Interferon-γ release assays (IGRA) are medical tests used in the diagnosis of some infectious diseases, especially tuberculosis.  Interferon-γ (IFN-γ) release assays rely on the fact that T-lymphocytes will release IFN-γ when exposed to specific antigens.  These tests are mostly developed for the field of tuberculosis diagnosis, but in theory, may be used in the diagnosis of other diseases which rely on cell-mediated immunity, e.g. cytomegalovirus and leishmaniasis.  For example, in patients with cutaneous adverse drug reactions, challenge of peripheral blood lymphocytes with the drug causing the reaction produced a positive test result for half of the drugs tested.

There are currently two IFN-γ release assays available for the diagnosis of tuberculosis:
 QuantiFERON-TB Gold (licensed in US, Europe and Japan); and
 T-SPOT.TB, a form of ELISpot, the variant of ELISA (licensed in Europe, US, Japan and China).

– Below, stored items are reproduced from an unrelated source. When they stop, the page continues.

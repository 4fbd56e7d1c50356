use std::collections::HashMap;
use std::sync::Arc;
use std::time::{Duration, Instant};

use tokio::sync::RwLock;
use tracing::{debug, info, instrument};

use crate::fetch_error::FetchError;
use crate::fetcher::SheetFetcher;
use crate::normalizer;
use crate::period::PeriodKey;
use crate::report::PeriodReport;
use crate::sheets_client::{SheetSource, SheetsApiClient};

struct CachedReport {
    fetched_at: Instant,
    report: Arc<PeriodReport>,
}

/// Fetch + normalize per period, with a short-lived snapshot cache.
///
/// Entries are keyed by period only and expire after a fixed TTL. There is
/// no other invalidation. A failed refresh never falls back to the expired
/// snapshot.
#[derive(Clone)]
pub struct ReportService<S = SheetsApiClient> {
    fetcher: SheetFetcher<S>,
    cache: Arc<RwLock<HashMap<PeriodKey, CachedReport>>>,
    ttl: Duration,
}

impl<S: SheetSource> ReportService<S> {
    pub fn new(fetcher: SheetFetcher<S>, ttl: Duration) -> Self {
        Self {
            fetcher,
            cache: Arc::new(RwLock::new(HashMap::new())),
            ttl,
        }
    }

    /// Report for a period, served from cache while fresh.
    #[instrument(skip(self), fields(period = %period))]
    pub async fn get_report(&self, period: PeriodKey) -> Result<Arc<PeriodReport>, FetchError> {
        if let Some(report) = self.cached(period).await {
            debug!("Serving cached report for {}", period);
            return Ok(report);
        }

        let started = Instant::now();
        let result = self.fetcher.fetch(period).await;
        let rows = match result {
            Ok(rows) => rows,
            Err(e) => {
                // Drop the expired entry so nothing stale is served later, but
                // keep a snapshot a concurrent request stored after we started.
                let mut cache = self.cache.write().await;
                if cache
                    .get(&period)
                    .is_some_and(|entry| entry.fetched_at <= started)
                {
                    cache.remove(&period);
                }
                return Err(e);
            }
        };

        let report = Arc::new(normalizer::normalize(&rows));
        info!(
            "Built report for {}: {} organizations, {} requests",
            period,
            report.records.len(),
            report.totals.total
        );

        if !self.ttl.is_zero() {
            // Age counts from when the fetch started; an older fetch finishing
            // late does not replace a newer snapshot.
            let mut cache = self.cache.write().await;
            let newer_cached = cache
                .get(&period)
                .is_some_and(|entry| entry.fetched_at > started);
            if !newer_cached {
                cache.insert(
                    period,
                    CachedReport {
                        fetched_at: started,
                        report: Arc::clone(&report),
                    },
                );
            }
        }

        Ok(report)
    }

    /// Parse a period key supplied by a caller and build its report.
    pub async fn get_report_for_key(
        &self,
        key: &str,
    ) -> Result<(PeriodKey, Arc<PeriodReport>), FetchError> {
        let period: PeriodKey = key.parse()?;
        let report = self.get_report(period).await?;
        Ok((period, report))
    }

    async fn cached(&self, period: PeriodKey) -> Option<Arc<PeriodReport>> {
        let cache = self.cache.read().await;
        cache
            .get(&period)
            .filter(|entry| entry.fetched_at.elapsed() < self.ttl)
            .map(|entry| Arc::clone(&entry.report))
    }
}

The former test quantitates the amount of IFN-γ produced in response to the ESAT-6 and CFP-10 antigens from Mycobacterium tuberculosis, which are distinguishable from those present in BCG and most other non-tuberculous mycobacteria.  The latter test determines the total number of individual effector T cells expressing IFN-γ.

The indications for the test are still disputed.  It has been evaluated for the diagnosis of latent tuberculosis in HIV patients (who frequently have a negative Mantoux test).